The world’s third largest economy has posted encouraging growth for Q1 2014. The figure for Japan’s GDP comes in at an annualised value of 5.9% and represents the best economic performance the nation has seen since 2011.
In April, the outset of Q2, a 3% increase in sales tax came into force in Japan; the first such increase in 17 years. It was anticipated that the tax hike would provide an impulse for domestic demand as consumers made purchases before the higher rate came into force. Domestic consumption accounts for about 60% of the nation’s output. Consumer spending enjoyed a 2.1% increase over Q4 2013, representing the best performance since Q1 1997. Car sales enjoyed a seven month rally to the end of March, but fell back last month. Refrigerators and computers also saw a boost before the increased sales tax came in.
Capital expenditure was also boosted to the best level seen since 2011, rising by 4.9% - the best performance since an 8.2% rise in the aftermath of the 2011 natural disaster.
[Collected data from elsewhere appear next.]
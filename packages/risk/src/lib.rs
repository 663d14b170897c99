#![cfg_attr(feature = "fail-on-warnings", deny(warnings))]
#![warn(clippy::all, clippy::pedantic, clippy::nursery, clippy::cargo)]
#![allow(clippy::multiple_crate_versions, clippy::cargo_common_metadata)]

//! Bucketed closure-risk scoring.
//!
//! A geography's institutions are grouped into size [`buckets`]. For a
//! decline ratio, the [`scorer`] projects each bucket's representative
//! enrollment, picks an annual closure probability from the first
//! matching rule of a validated [`model::ClosureModel`], and compounds it
//! over the horizon. The [`composer`] combines independent decline axes
//! into one ratio per scenario and drives the scorer over every
//! combination and target year.
//!
//! Ready-made models ship as [`presets`].

pub mod buckets;
pub mod composer;
pub mod model;
pub mod presets;
pub mod scorer;

use thiserror::Error;

/// Errors from risk scoring.
#[derive(Debug, Error)]
pub enum RiskError {
    /// The model, bucket, or scenario setup is invalid.
    #[error("Configuration error: {message}")]
    Configuration {
        /// Description of what went wrong.
        message: String,
    },

    /// A scenario axis has no ratio for a geography in a year.
    #[error("No {axis} ratio for geography {geography_id} in {year} (entry {entry})")]
    MissingRatio {
        /// Geography key.
        geography_id: String,
        /// Axis name.
        axis: String,
        /// Axis entry id.
        entry: String,
        /// Target year.
        year: i32,
    },

    /// The geography has no institutions to score.
    #[error("Geography {geography_id} has no institutions")]
    NoInstitutions {
        /// Geography key.
        geography_id: String,
    },

    /// A model definition failed to parse.
    #[error("Model parse error: {0}")]
    Parse(#[from] toml::de::Error),
}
The big question is whether or not the economy will continue to expand now that the tax increase is in place. In some quarters, Japan’s economy is predicted to contract by 3.3% in the current quarter before rebounding to growth of 2% in Q3. The Bank of Japan (BOJ) is targeting inflation of 2% this year, ending years of deflation. The BOJ will absorb the growth data in order to determine what steps need to be taken when setting monetary policy. The strong Q1 performance eases the likelihood that the BOJ will need to ease monetary policy in the immediate future.